Light is returning. Light, returns us, directs us, guides us back home.
The Sermon title was taken from a song written for the winter solstice, the time when the light of the day begins to increase and the darkness decreases, a perfect time to celebrate the birth of Jesus.
Light is returning even though this is the darkest hour.
No one can hold back the dawn.
Let’s keep it burning, let’s keep the light of hope alive
Make safe our journey through the storm.

And from the first hymn that we sang this morning,
Star of wonder, star of light…still proceeding…guide us with the perfect light.

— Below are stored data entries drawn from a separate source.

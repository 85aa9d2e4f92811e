//! XDG desktop portal capture (Wayland).
//!
//! The D-Bus side is one blocking handshake at session start: open a
//! screencast session, let the user pick a source, and come away with a
//! PipeWire fd + node id. Everything per-frame happens on the PipeWire
//! loop thread ([`crate::pipewire_stream`]); this backend just takes the
//! latched frame under its mutex and runs the usual import-and-draw.
//!
//! The portal restore token is persisted under
//! `$XDG_CONFIG_HOME/gpurec/restore_token` so the next session can skip
//! the source-picker dialog.

use std::os::fd::OwnedFd;
use std::path::PathBuf;
use std::rc::Rc;
use std::time::Duration;

use ashpd::desktop::screencast::{CursorMode, Screencast, SourceType};
use ashpd::desktop::PersistMode;
use gpurec_color::{ColorConversion, SourceColor};
use gpurec_encode::{CodecContext, EncodeFrame};
use gpurec_gl::ffi as gl;
use gpurec_gl::GlRuntime;
use tracing::{debug, info, warn};

use crate::backend::{CaptureBackend, CaptureStatus, StopReason};
use crate::error::{CaptureError, Result};
use crate::frame::FrameDescriptor;
use crate::import::ImportLadder;
use crate::pipewire_stream::{CursorState, PwStreamThread};

/// How long the first format negotiation may take before startup fails.
const NEGOTIATION_TIMEOUT: Duration = Duration::from_secs(5);

/// Portal capture options.
#[derive(Debug, Clone)]
pub struct PortalParams {
    pub record_cursor: bool,
    /// Re-use the last session's source without showing the picker.
    pub restore_session: bool,
    /// Override for the restore token path.
    pub restore_token_path: Option<PathBuf>,
}

/// Portal/PipeWire capture backend.
pub struct PortalCapture {
    runtime: Rc<GlRuntime>,
    params: PortalParams,
    stream: Option<PwStreamThread>,
    ladder: ImportLadder,

    texture_2d: u32,
    texture_external: u32,
    cursor_texture: u32,
    cursor_serial: u64,
    cursor_size: (u32, u32),

    capture_size: (u32, u32),
    damaged: bool,
}

struct PortalSession {
    pipewire_fd: OwnedFd,
    node_id: u32,
    size: (u32, u32),
    restore_token: Option<String>,
}

impl PortalCapture {
    pub fn new(runtime: Rc<GlRuntime>, params: PortalParams) -> Self {
        Self {
            runtime,
            params,
            stream: None,
            ladder: ImportLadder::new(),
            texture_2d: 0,
            texture_external: 0,
            cursor_texture: 0,
            cursor_serial: 0,
            cursor_size: (0, 0),
            capture_size: (0, 0),
            damaged: true,
        }
    }

    fn token_path(&self) -> PathBuf {
        if let Some(path) = &self.params.restore_token_path {
            return path.clone();
        }
        let base = std::env::var_os("XDG_CONFIG_HOME")
            .map(PathBuf::from)
            .unwrap_or_else(|| {
                let home = std::env::var_os("HOME").unwrap_or_else(|| "/tmp".into());
                PathBuf::from(home).join(".config")
            });
        base.join("gpurec").join("restore_token")
    }

    fn load_restore_token(&self) -> Option<String> {
        if !self.params.restore_session {
            return None;
        }
        let token = std::fs::read_to_string(self.token_path()).ok()?;
        let token = token.trim().to_string();
        (!token.is_empty()).then_some(token)
    }

    fn save_restore_token(&self, token: &Option<String>) {
        let Some(token) = token else { return };
        let path = self.token_path();
        if let Some(parent) = path.parent() {
            let _ = std::fs::create_dir_all(parent);
        }
        if let Err(e) = std::fs::write(&path, token) {
            warn!("Failed to persist portal restore token: {}", e);
        } else {
            debug!("Portal restore token saved to {}", path.display());
        }
    }

    /// The blocking D-Bus handshake, executed once at session start on a
    /// private tokio runtime.
    fn open_session(&self) -> Result<PortalSession> {
        let restore_token = self.load_restore_token();
        let cursor_mode = if self.params.record_cursor {
            // The cursor arrives as stream metadata and is rendered by us,
            // so it can be toggled and positioned independently.
            CursorMode::Metadata
        } else {
            CursorMode::Hidden
        };

        let runtime = tokio::runtime::Builder::new_current_thread()
            .enable_all()
            .build()
            .map_err(|e| CaptureError::Fatal(format!("tokio runtime: {e}")))?;

        runtime.block_on(async move {
            let proxy = Screencast::new()
                .await
                .map_err(|e| CaptureError::Fatal(format!("screencast portal: {e}")))?;
            let session = proxy
                .create_session()
                .await
                .map_err(|e| CaptureError::Fatal(format!("portal session: {e}")))?;

            proxy
                .select_sources(
                    &session,
                    cursor_mode.into(),
                    SourceType::Monitor | SourceType::Window | SourceType::Virtual,
                    false,
                    restore_token.as_deref(),
                    PersistMode::ExplicitlyRevoked,
                )
                .await
                .map_err(|e| CaptureError::Fatal(format!("select_sources: {e}")))?
                .response()
                .map_err(|e| CaptureError::Fatal(format!("select_sources response: {e}")))?;

            let response = proxy
                .start(&session, None)
                .await
                .map_err(|e| CaptureError::Fatal(format!("portal start: {e}")))?
                .response()
                .map_err(|e| CaptureError::Fatal(format!("portal start response: {e}")))?;

            let stream = response
                .streams()
                .first()
                .ok_or_else(|| {
                    CaptureError::Fatal("portal returned no streams (denied?)".into())
                })?;
            let node_id = stream.pipe_wire_node_id();
            let size = stream
                .size()
                .map(|(w, h)| (w.max(0) as u32, h.max(0) as u32))
                .unwrap_or((0, 0));
            let restore_token = response.restore_token().map(str::to_string);

            let fd = proxy
                .open_pipe_wire_remote(&session)
                .await
                .map_err(|e| CaptureError::Fatal(format!("open_pipe_wire_remote: {e}")))?;

            info!(
                "Portal session: node {} ({}x{}), restore token {}",
                node_id,
                size.0,
                size.1,
                if restore_token.is_some() { "yes" } else { "no" }
            );
            Ok(PortalSession {
                pipewire_fd: fd.into(),
                node_id,
                size,
                restore_token,
            })
        })
    }

    fn create_input_texture(&self, target: u32) -> u32 {
        let texture = self.runtime.gen_texture();
        self.runtime.bind_texture(target, texture);
        self.runtime
            .tex_parameter_i(target, gl::GL_TEXTURE_MIN_FILTER, gl::GL_LINEAR);
        self.runtime
            .tex_parameter_i(target, gl::GL_TEXTURE_MAG_FILTER, gl::GL_LINEAR);
        self.runtime.bind_texture(target, 0);
        texture
    }

    fn upload_cursor(&mut self, cursor: &mut CursorState) {
        let Some(bitmap) = cursor.bitmap.take() else {
            return;
        };
        if cursor.serial == self.cursor_serial && self.cursor_size == cursor.size {
            return;
        }
        if self.cursor_texture == 0 {
            self.cursor_texture = self.create_input_texture(gl::GL_TEXTURE_2D);
        }
        self.runtime.bind_texture(gl::GL_TEXTURE_2D, self.cursor_texture);
        self.runtime.pixel_store_unpack_alignment(1);
        self.runtime.tex_storage_2d(
            gl::GL_TEXTURE_2D,
            gl::GL_RGBA,
            cursor.size.0 as i32,
            cursor.size.1 as i32,
        );
        self.runtime.tex_sub_image_2d(
            gl::GL_TEXTURE_2D,
            0,
            0,
            cursor.size.0 as i32,
            cursor.size.1 as i32,
            gl::GL_BGRA,
            gl::GL_UNSIGNED_BYTE,
            &bitmap,
        );
        self.runtime.pixel_store_unpack_alignment(4);
        self.runtime.bind_texture(gl::GL_TEXTURE_2D, 0);
        self.cursor_serial = cursor.serial;
        self.cursor_size = cursor.size;
    }
}

impl CaptureBackend for PortalCapture {
    fn start(&mut self, ctx: &mut CodecContext) -> Result<()> {
        let session = self.open_session()?;
        self.save_restore_token(&session.restore_token);

        let stream = PwStreamThread::spawn(session.pipewire_fd, session.node_id);
        let negotiated = stream
            .state()
            .wait_negotiated(NEGOTIATION_TIMEOUT)
            .ok_or_else(|| {
                CaptureError::Fatal(format!(
                    "PipeWire stream did not negotiate within {} seconds",
                    NEGOTIATION_TIMEOUT.as_secs()
                ))
            })?;
        self.stream = Some(stream);

        self.capture_size = if negotiated.width > 0 {
            (negotiated.width, negotiated.height)
        } else {
            session.size
        };
        if self.capture_size.0 == 0 || self.capture_size.1 == 0 {
            return Err(CaptureError::Fatal("portal stream has no dimensions".into()));
        }
        ctx.width = (self.capture_size.0.max(2) & !1) as i32;
        ctx.height = (self.capture_size.1.max(2) & !1) as i32;

        self.texture_2d = self.create_input_texture(gl::GL_TEXTURE_2D);
        self.texture_external = self.create_input_texture(gl::GL_TEXTURE_EXTERNAL_OES);
        Ok(())
    }

    fn should_stop(&mut self) -> StopReason {
        let Some(stream) = &self.stream else {
            return StopReason::StopWithError;
        };
        if stream.state().error.lock().is_some() {
            return StopReason::StopWithError;
        }
        StopReason::Continue
    }

    fn capture(
        &mut self,
        frame: &mut EncodeFrame,
        color: &ColorConversion,
    ) -> Result<CaptureStatus> {
        let Some(stream) = &self.stream else {
            return Ok(CaptureStatus::Skipped);
        };
        let state = stream.state();

        // Take the latched frame; the loop thread will latch a fresh one.
        // A renegotiating stream simply has nothing latched for a while.
        let Some(mut latched) = state.frame.lock().take() else {
            return Ok(CaptureStatus::Skipped);
        };
        self.damaged = self.damaged || latched.damaged;

        let (crop_pos, crop_size) = match latched.crop {
            Some(crop) => (
                (crop.x, crop.y),
                (crop.width as i32, crop.height as i32),
            ),
            None => ((0, 0), (latched.width as i32, latched.height as i32)),
        };

        let mut descriptor = FrameDescriptor {
            width: latched.width,
            height: latched.height,
            fourcc: latched.fourcc,
            modifier: latched.modifier,
            rotation: gpurec_gl::Rotation::R0,
            source_color: SourceColor::Rgb,
            planes: latched.planes.drain(..).collect(),
            cursor: None,
            hdr: None,
        };

        let bound = match self.ladder.import_and_bind(
            &self.runtime,
            &mut descriptor,
            self.texture_2d,
            self.texture_external,
        ) {
            Ok(bound) => bound,
            Err(e) if e.is_transient() => {
                // Ask the loop thread to drop modifiers from the format and
                // skip this frame. The retry happens even when the failure
                // was something other than a modifier problem.
                warn!("Buffer import failed ({}); requesting renegotiation", e);
                state
                    .renegotiate_without_modifiers
                    .store(true, std::sync::atomic::Ordering::SeqCst);
                return Ok(CaptureStatus::Skipped);
            }
            Err(e) => return Err(e),
        };

        color.draw(
            bound.texture,
            (0, 0),
            (frame.width, frame.height),
            crop_pos,
            crop_size,
            0.0,
            bound.external,
        );
        drop(bound);

        if self.params.record_cursor {
            let mut cursor = state.cursor.lock().clone();
            self.upload_cursor(&mut cursor);
            if cursor.visible && self.cursor_texture != 0 && self.cursor_size.0 > 0 {
                self.runtime.enable(gl::GL_BLEND);
                self.runtime
                    .blend_func(gl::GL_SRC_ALPHA, gl::GL_ONE_MINUS_SRC_ALPHA);
                color.draw(
                    self.cursor_texture,
                    (
                        cursor.position.0 - cursor.hotspot.0,
                        cursor.position.1 - cursor.hotspot.1,
                    ),
                    (self.cursor_size.0 as i32, self.cursor_size.1 as i32),
                    (0, 0),
                    (self.cursor_size.0 as i32, self.cursor_size.1 as i32),
                    0.0,
                    false,
                );
                self.runtime.disable(gl::GL_BLEND);
            }
        }

        Ok(CaptureStatus::Captured)
    }

    fn source_color(&self) -> SourceColor {
        SourceColor::Rgb
    }

    fn uses_external_image(&self) -> bool {
        true
    }

    fn is_damaged(&self) -> Option<bool> {
        Some(self.damaged)
    }

    fn clear_damage(&mut self) {
        self.damaged = false;
        if let Some(stream) = &self.stream {
            if let Some(frame) = stream.state().frame.lock().as_mut() {
                frame.damaged = false;
            }
        }
    }
}

impl Drop for PortalCapture {
    fn drop(&mut self) {
        for texture in [self.texture_2d, self.texture_external, self.cursor_texture] {
            if texture != 0 {
                self.runtime.delete_texture(texture);
            }
        }
    }
}

#[cfg(test)]
mod tests {
    use super::*;

    #[test]
    fn test_token_path_override() {
        let capture_params = PortalParams {
            record_cursor: false,
            restore_session: true,
            restore_token_path: Some(PathBuf::from("/tmp/gpurec-test-token")),
        };
        // Only the pure path logic is testable without a portal.
        assert_eq!(
            capture_params.restore_token_path.as_deref(),
            Some(std::path::Path::new("/tmp/gpurec-test-token"))
        );
    }

    #[test]
    fn test_negotiation_timeout_is_five_seconds() {
        assert_eq!(NEGOTIATION_TIMEOUT, Duration::from_secs(5));
    }
}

May we take time each day to turn on our God Positioning Star that connects earth with heaven, so we always know how to get back home, so that we will not feel lost even when we are going home by another way, so that we will make our choices, and choose our words, based upon gratitude, humility, and compassion.
Whoever we are and wherever we are on lives journey let us choose the way that takes us to our joy of giving and receiving compassionately.